BACKGROUND Lung cancer is the most commonly diagnosed cancer and the leading cause of cancer-related death in China. The effectiveness of screening for lung cancer has been reported to reduce lung cancer–specific and overall mortality, although the cost-effectiveness, optimal start age, and screening interval remain unclear. OBJECTIVE This study aimed to assess the cost-effectiveness of lung cancer screening among heavy smokers in China by incorporating start age and screening interval. METHODS A Markov state-transition model was used to assess the cost-effectiveness of a lung cancer screening program in China. The evaluated screening strategies were based on a screening start age of 50-74 years and a screening interval of once or annually.
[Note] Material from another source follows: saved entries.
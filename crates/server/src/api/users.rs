//! Registration, login/logout, password reset and profile endpoints.

use axum::{
    extract::{Path, State},
    http::{HeaderMap, StatusCode},
    Json,
};
use chrono::{DateTime, Utc};
use secrecy::{ExposeSecret, SecretString};
use serde::{Deserialize, Serialize};
use tracing::info;

use storefront_core::credentials::{hash_password, issue_token, token_digest, verify_password};
use storefront_core::domain::session::{PasswordReset, Session};
use storefront_core::domain::user::{
    validate_email, validate_password, validate_username, User, UserId, UserProfile,
};
use storefront_core::errors::DomainError;

use super::auth::{authorize_user, bearer_token};
use super::errors::ApiError;
use super::AppState;

#[derive(Debug, Deserialize)]
pub struct RegisterRequest {
    pub username: String,
    pub email: String,
    pub password: String,
}

#[derive(Debug, Deserialize)]
pub struct LoginRequest {
    #[serde(alias = "email", alias = "username")]
    pub username_or_email: String,
    pub password: String,
    #[serde(default)]
    pub remember_me: bool,
}

#[derive(Debug, Serialize, Deserialize)]
pub struct LoginResponse {
    pub token: String,
    pub token_type: String,
    pub expires_at: DateTime<Utc>,
    pub expires_in: i64,
    pub user: UserProfile,
}

#[derive(Debug, Serialize, Deserialize, PartialEq, Eq)]
pub struct MessageResponse {
    pub message: String,
}

#[derive(Debug, Deserialize)]
pub struct ForgotPasswordRequest {
    pub email: String,
}

/// The reset token is returned directly instead of being mailed.
#[derive(Debug, Serialize, Deserialize)]
pub struct ForgotPasswordResponse {
    pub message: String,
    #[serde(skip_serializing_if = "Option::is_none")]
    pub reset_token: Option<String>,
    #[serde(skip_serializing_if = "Option::is_none")]
    pub expires_at: Option<DateTime<Utc>>,
}

#[derive(Debug, Deserialize)]
pub struct ResetPasswordRequest {
    pub token: String,
    pub new_password: String,
}

#[derive(Debug, Default, Deserialize)]
pub struct UpdateProfileRequest {
    pub username: Option<String>,
    pub email: Option<String>,
}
Transition probabilities were obtained from the literature and validated, while cost parameters were derived from databases of local medical insurance bureaus. A societal perspective was adopted. The outputs of the model included costs, quality-adjusted life years (QALYs), and lung cancer–specific mortality, with future costs and outcomes discounted by 5%. A currency exchange rate of 1 CNY=0.1557 USD is applicable. The incremental cost-effectiveness ratio (ICER) was calculated for different screening strategies relative to nonscreening. RESULTS The proposed model suggested that screening led to a gain of 0.001-0.042 QALYs per person as compared with the findings in the nonscreening cohort. Meanwhile, one-time and annual screenings were associated with reductions in lung cancer–related mortality of 0.004%-1.171% and 6.189%-15.819%, respectively. The ICER ranged from 119,974.08 to 614,167.75 CNY per QALY gained relative to nonscreening. Using the World Health Organization threshold of 212,676 CNY per QALY gained, annual screening from a start age of 55 years and one-time screening from the age of 65 years can be considered as cost-effective in China. Deterministic and probabilistic sensitivity analyses were conducted. CONCLUSIONS This economic evaluation revealed that a population-based lung cancer screening program in China for heavy smokers using low-dose computed tomography was cost-effective for annual screening of smokers aged 55-74 years and one-time screening of those aged 65-74 years. Moreover, annual lung cancer screening should be promoted in China to realize the benefits of a guideline-recommended screening program.